The Okanagan Basin Water Board is not alone in advocating for more measures to protect against invasive zebra and quagga mussels from invading the Okanagan valley watershed.
It just feels like it sometimes.
At two recent public meetings, OBWB staff presentations about the current state of the invasive mussel prevention concerns have echoed sentiments about the need for this issue to be taken more seriously by other watershed management organizations across the province.
From the OBWB’s perspective, an adult mussel infestation established in Okanagan Lake would result in an estimated $43 million annual management cost and cause significant impacts on tourism related industries that rely on access to the lake and water intake stations.
The OBWB has adopted a two-pronged approach—to advocate for more stringent mussel prevention services such as mandating all boats entering B.C. legally require a mussel boat inspection, and on a public outreach platform to promote awareness in the boating community and promote the Clean, Drain and Dry decontamination and inspection initiative.
The Fraser Basin Board and Invasive Species Council of B.C. are two groups who share the OBWB’s concerns about aquatic mussels, but have adopted different approaches to advocating for waterway protection policy changes.
Jim Vanderwal, senior manager with the Fraser Basin, acknowledges the OBWB is at the forefront of this issue in pushing politicians to provide more government funding for inspection services and public education initiatives.
“We don’t really see the point of duplicating what is already being done with the resources we have,” said Vanderwal.
“Not to say that invasive mussels is not an important issue, but if we have five things we want to accomplish and only have funding for four of them, if one of them already has others advocating on that particular issue, how much more impact are we going to have?
“With invasive mussels, the Invasive Species Council of B.C. is already working on this as a province-wide organization and the OBWB has also put a lot of work in on this issue, so the question is what else can we do beyond supporting those efforts.”
Gail Wallin, executive director of the Invasive Species Council of B.C. based out of Williams Lake, said her organization’s mandate is to confront both the aquatic, water-based, and terrestrial, land-based, species issues posing a hazard to our provincial lakes and rivers.
“We were raising concerns about (aquatic mussels) over a decade ago when it wasn’t really on anyone else’s radar at the time,” said Wallin, noting the Clean, Drain and Dry campaign was largely formulated by her council in cooperation with the province.
She said while the OBWB is pushing for mandatory inspection of all boats entering B.C., Wallin said she wants to “fill the toolbox with as many tools as possible” to help prevent the mussels from arriving.
“Our style is definitely different from the (OKWB).
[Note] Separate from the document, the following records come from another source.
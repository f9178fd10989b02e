//! Identity and metadata of a single setting.

use crate::acceptable::AcceptableValues;
use crate::error::ConfigError;
use serde::{Deserialize, Serialize};
use std::fmt;

const FORBIDDEN_CHARS: &[char] = &['=', '\n', '\t', '\r', '\\', '"', '\'', '[', ']'];

/// Section and key that identify a setting inside a [`ConfigFile`](crate::ConfigFile).
///
/// Definitions order by section first, then key, which is also the order
/// settings are written to disk.
#[derive(Debug, Clone, PartialEq, Eq, PartialOrd, Ord, Hash, Serialize, Deserialize)]
pub struct ConfigDefinition {
    pub section: String,
    pub key: String,
}

impl ConfigDefinition {
    pub fn new(section: impl Into<String>, key: impl Into<String>) -> Result<Self, ConfigError> {
        let section = section.into();
        let key = key.into();
        validate_name("section", &section)?;
        validate_name("key", &key)?;
        Ok(Self { section, key })
    }
}

impl fmt::Display for ConfigDefinition {
    fn fmt(&self, f: &mut fmt::Formatter<'_>) -> fmt::Result {
        write!(f, "[{}] {}", self.section, self.key)
    }
}

fn validate_name(field: &'static str, name: &str) -> Result<(), ConfigError> {
    let reason = if name.is_empty() {
        Some("name is empty")
    } else if name.trim() != name {
        Some("name has leading or trailing whitespace")
    } else if name.contains(FORBIDDEN_CHARS) {
        Some("name contains one of = \\n \\t \\r \\\\ \" ' [ ]")
    } else {
        None
    };

    match reason {
        Some(reason) => Err(ConfigError::InvalidName {
            field,
            name: name.to_string(),
            reason,
        }),
        None => Ok(()),
    }
}

/// Human-facing metadata attached to a setting.
#[derive(Debug, Clone, PartialEq)]
pub struct ConfigDescription<T> {
    pub description: String,
    pub acceptable_values: Option<AcceptableValues<T>>,
    /// Opaque annotations for downstream consumers such as a settings UI.
    pub tags: Vec<serde_json::Value>,
}

impl<T> ConfigDescription<T> {
    pub fn new(description: impl Into<String>) -> Self {
        Self {
            description: description.into(),
            acceptable_values: None,
            tags: Vec::new(),
        }
    }

    pub fn with_acceptable_values(mut self, acceptable: Option<AcceptableValues<T>>) -> Self {
        self.acceptable_values = acceptable;
        self
    }

    pub fn with_tags(mut self, tags: Vec<serde_json::Value>) -> Self {
        self.tags = tags;
        self
    }
}

impl<T> Default for ConfigDescription<T> {
    fn default() -> Self {
        Self::new(String::new())
    }
}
We have and continue to work with government on bringing about mussel prevention boating regulation changes…Instead of banging on someone’s desk and tell them what they are doing is wrong, we are trying to figure out ways to make things better.”
She says the boating community has to be fully engaged in the mussel concerns and the boating community needs to financially support safety measures in the same way anglers and hunters are invested to support hunting and fishing habitat protection and enhancement programs.
“It’s not just a matter of government paying to fix the problem, we all have to part of the solution,” Wallin said.
Anna Warwick Sears, executive director of the OBWB, says the water board is carrying out its mandate to identify problems in water management issues and inform and influence other levels of government on how to address them.
“No one else is advocating on the mussel issue like we are, but any other groups that can join us on this would be hugely helpful,” Warwick Sears said.
“I don’t really feel like we are carving a leadership role in the province, we are just doing what we think is necessary. If we are the only ones doing it, then I guess we are taking the lead.”
Warwick Sears said the OBWB has the advantage of civic politicians on the board who are used to advocating other levels of government on behalf of their constituencies, and is not grant dependent on pursuing advocacy issues.
On the public advocacy side, Warwick Sears says it has become apparent to her that years of promoting mussel awareness has resonated with the Okanagan region.
“The greater awareness we can bring to this locally the more we can build on the shared sense of responsibility to protect Okanagan Lake. The more partners we have would be great, definitely the more the merrier, but we will carry on regardless because of what is at stake.”